(Records to process)

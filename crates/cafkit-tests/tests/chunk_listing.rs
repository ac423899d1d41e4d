//! Chunk listing tests.

use std::io::Cursor;

use cafkit_core::{list_chunks, ChunkEntry, ChunkTag, FourCc};
use cafkit_tests::fixtures::{scenario_pcm16_mono, CafImage, DescFields};
use pretty_assertions::assert_eq;

#[test]
fn lists_reference_file() {
    let entries = list_chunks(&mut Cursor::new(scenario_pcm16_mono())).unwrap();
    assert_eq!(
        entries,
        vec![
            ChunkEntry {
                tag: ChunkTag::Desc,
                offset: 8,
                size: 32
            },
            ChunkEntry {
                tag: ChunkTag::Data,
                offset: 52,
                size: 2004
            },
        ]
    );
    assert_eq!(entries[1].payload_offset(), 64);
}

#[test]
fn lists_chunks_after_data() {
    let bytes = CafImage::new()
        .desc(&DescFields::pcm16_mono())
        .chunk(b"kuki", &[1, 2, 3, 4])
        .data(&[0u8; 8])
        .chunk(b"strg", &[0u8; 5])
        .chunk(b"wxyz", &[])
        .build();
    let entries = list_chunks(&mut Cursor::new(bytes)).unwrap();

    let summary: Vec<(ChunkTag, u64)> = entries.iter().map(|e| (e.tag, e.offset)).collect();
    assert_eq!(
        summary,
        vec![
            (ChunkTag::Desc, 8),
            (ChunkTag::Kuki, 52),
            (ChunkTag::Data, 68),
            (ChunkTag::Strg, 92),
            (ChunkTag::Unknown(FourCc(*b"wxyz")), 109),
        ]
    );
}

#[test]
fn open_ended_data_chunk_ends_listing() {
    let bytes = CafImage::new()
        .desc(&DescFields::pcm16_mono())
        .chunk_header(b"data", -1)
        .raw(&[0u8; 64])
        .build();
    let entries = list_chunks(&mut Cursor::new(bytes)).unwrap();
    assert_eq!(entries.len(), 2);
    assert_eq!(entries[1].size, -1);
}

#[test]
fn negative_size_is_rejected() {
    let bytes = CafImage::new()
        .desc(&DescFields::pcm16_mono())
        .chunk_header(b"free", -8)
        .raw(&[0u8; 16])
        .build();
    assert!(list_chunks(&mut Cursor::new(bytes)).unwrap_err().is_structural());
}

#[test]
fn wrong_marker_is_rejected() {
    let bytes = CafImage::with_marker(b"FORM").desc(&DescFields::pcm16_mono()).build();
    assert!(list_chunks(&mut Cursor::new(bytes)).unwrap_err().is_structural());
}

#[test]
fn tags_serialize_as_text() {
    let entry = ChunkEntry {
        tag: ChunkTag::Unknown(FourCc(*b"abcd")),
        offset: 8,
        size: 0,
    };
    let json = serde_json::to_value(entry).unwrap();
    assert_eq!(json["tag"], "abcd");
}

(End Records to process)

What is needed is the number of lines in these entries that include the word "FourCc"; please give it alone.

# Written response
3